A remotely exploitable security vulnerability has been discovered in Kerberos version 5's FTP daemon. The vulnerability is exploitable both via anonymous FTP and via local account access. The vulnerability results from a buffer overflow in code that calls ftpglob(), a function responsible for expanding glob characters in pathnames. Recent versions of FTPd (krb5-1.2 or later) should not contain buffer overflows in the ftpglob() function itself.

Remote users able to authenticate to the FTP daemon may be able to exploit a lack of bounds-checking in calling radix_encode().
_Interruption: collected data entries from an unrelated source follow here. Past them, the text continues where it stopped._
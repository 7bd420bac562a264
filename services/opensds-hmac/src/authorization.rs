use std::fmt::{self, Display, Formatter};
use std::str::FromStr;

use mcsign_core::{Error, Result};

use crate::constants::{ALGORITHM, TERMINATOR};

/// The `Authorization` header of a signed request.
///
/// ```text
/// OPENSDS-HMAC-SHA256 Credential=<ak>/<date>/<region>/<service>/sign_request,SignedHeaders=<h1;h2>,Signature=<hex>
/// ```
#[derive(Debug, Clone, PartialEq, Eq)]
pub struct AuthorizationHeader {
    /// Access key id of the signer.
    pub access_key_id: String,
    /// Request date, `YYYYMMDD`.
    pub date: String,
    /// Region the signature is bound to.
    pub region: String,
    /// Service the signature is bound to.
    pub service: String,
    /// Lowercase names of the signed headers, sorted.
    pub signed_headers: Vec<String>,
    /// Lowercase hex signature.
    pub signature: String,
}

impl AuthorizationHeader {
    /// Credential scope: `<ak>/<date>/<region>/<service>/sign_request`.
    pub fn credential_scope(&self) -> String {
        format!(
            "{}/{}/{}/{}/{TERMINATOR}",
            self.access_key_id, self.date, self.region, self.service
        )
    }

    /// Parse an `Authorization` header value.
    pub fn parse(s: &str) -> Result<Self> {
        let rest = s
            .trim()
            .strip_prefix(ALGORITHM)
            .and_then(|v| v.strip_prefix(' '))
            .ok_or_else(|| {
                Error::invalid_input(format!("authorization is not signed with {ALGORITHM}"))
            })?;

        let (mut credential, mut signed_headers, mut signature) = (None, None, None);
        for field in rest.split(',') {
            let (key, value) = field.trim().split_once('=').ok_or_else(|| {
                Error::invalid_input(format!("malformed authorization field {field:?}"))
            })?;
            let slot = match key {
                "Credential" => &mut credential,
                "SignedHeaders" => &mut signed_headers,
                "Signature" => &mut signature,
                _ => {
                    return Err(Error::invalid_input(format!(
                        "unknown authorization field {key:?}"
                    )))
                }
            };
            if slot.replace(value).is_some() {
                return Err(Error::invalid_input(format!(
                    "duplicated authorization field {key:?}"
                )));
            }
        }

        let (Some(credential), Some(signed_headers), Some(signature)) =
            (credential, signed_headers, signature)
        else {
            return Err(Error::invalid_input("signature not found in header"));
        };

        let scope: Vec<&str> = credential.split('/').collect();
        let [access_key_id, date, region, service, terminator] = scope.as_slice() else {
            return Err(Error::invalid_input(format!(
                "credential scope {credential:?} must have five segments"
            )));
        };
        if *terminator != TERMINATOR || scope.iter().any(|v| v.is_empty()) {
            return Err(Error::invalid_input(format!(
                "credential scope {credential:?} is malformed"
            )));
        }
        if signature.is_empty() {
            return Err(Error::invalid_input("signature not found in header"));
        }

        let signed_headers: Vec<String> = signed_headers
            .split(';')
            .filter(|v| !v.is_empty())
            .map(|v| v.to_ascii_lowercase())
            .collect();
        if signed_headers.is_empty() {
            return Err(Error::invalid_input("authorization signs no headers"));
        }

        Ok(Self {
            access_key_id: access_key_id.to_string(),
            date: date.to_string(),
            region: region.to_string(),
            service: service.to_string(),
            signed_headers,
            signature: signature.to_string(),
        })
    }
}

impl Display for AuthorizationHeader {
    fn fmt(&self, f: &mut Formatter<'_>) -> fmt::Result {
        write!(
            f,
            "{ALGORITHM} Credential={},SignedHeaders={},Signature={}",
            self.credential_scope(),
            self.signed_headers.join(";"),
            self.signature
        )
    }
}

impl FromStr for AuthorizationHeader {
    type Err = Error;

    fn from_str(s: &str) -> Result<Self> {
        Self::parse(s)
    }
}
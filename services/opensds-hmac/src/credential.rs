// Licensed to the Apache Software Foundation (ASF) under one
// or more contributor license agreements.  See the NOTICE file
// distributed with this work for additional information
// regarding copyright ownership.  The ASF licenses this file
// to you under the Apache License, Version 2.0 (the
// "License"); you may not use this file except in compliance
// with the License.  You may obtain a copy of the License at
//
//   http://www.apache.org/licenses/LICENSE-2.0
//
// Unless required by applicable law or agreed to in writing,
// software distributed under the License is distributed on an
// "AS IS" BASIS, WITHOUT WARRANTIES OR CONDITIONS OF ANY
// KIND, either express or implied.  See the License for the
// specific language governing permissions and limitations
// under the License.

use std::fmt::{Debug, Formatter};

use mcsign_core::{utils::Redact, SigningCredential};

/// Credential for the OPENSDS-HMAC-SHA256 scheme.
#[derive(Clone, Default, PartialEq, Eq)]
pub struct Credential {
    /// Access key id, the public half of the pair.
    pub access_key_id: String,
    /// Secret access key used to derive the signing key.
    pub secret_access_key: String,
    /// Label of the provider that produced this credential.
    ///
    /// Left empty by a provider, it is filled by [`crate::Credentials`].
    pub provider_name: String,
}

impl Credential {
    /// Create a new credential.
    pub fn new(
        access_key_id: impl Into<String>,
        secret_access_key: impl Into<String>,
        provider_name: impl Into<String>,
    ) -> Self {
        Self {
            access_key_id: access_key_id.into(),
            secret_access_key: secret_access_key.into(),
            provider_name: provider_name.into(),
        }
    }
}

impl Debug for Credential {
    fn fmt(&self, f: &mut Formatter<'_>) -> std::fmt::Result {
        f.debug_struct("Credential")
            .field("access_key_id", &Redact::from(&self.access_key_id))
            .field("secret_access_key", &Redact::from(&self.secret_access_key))
            .field("provider_name", &self.provider_name)
            .finish()
    }
}

impl SigningCredential for Credential {
    fn is_valid(&self) -> bool {
        !self.access_key_id.is_empty() && !self.secret_access_key.is_empty()
    }
}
Login access is not required; the ability to force arbitrary data to be base64-encoded by radix_encode() is sufficient.

This vulnerability is believed to be somewhat difficult to exploit (but by no means impossible) due to the need for an attacker to inject data that will base64-encode to the desired machine code and target address.

Details

Vulnerable systems:

MIT Kerberos 5, all releases.

Impact:

* If anonymous FTP is enabled, a remote user may gain unauthorized root access.

* A user with access to a local account may gain unauthorized root access.

* A remote user who can successfully authenticate to the FTP daemon may obtain unauthorized root access, regardless of whether anonymous FTP is enabled or whether access is granted to a local account. This vulnerability is believed to be somewhat difficult to exploit.

Workaround:

The recommended approach is to apply the patches and to rebuild your FTPd.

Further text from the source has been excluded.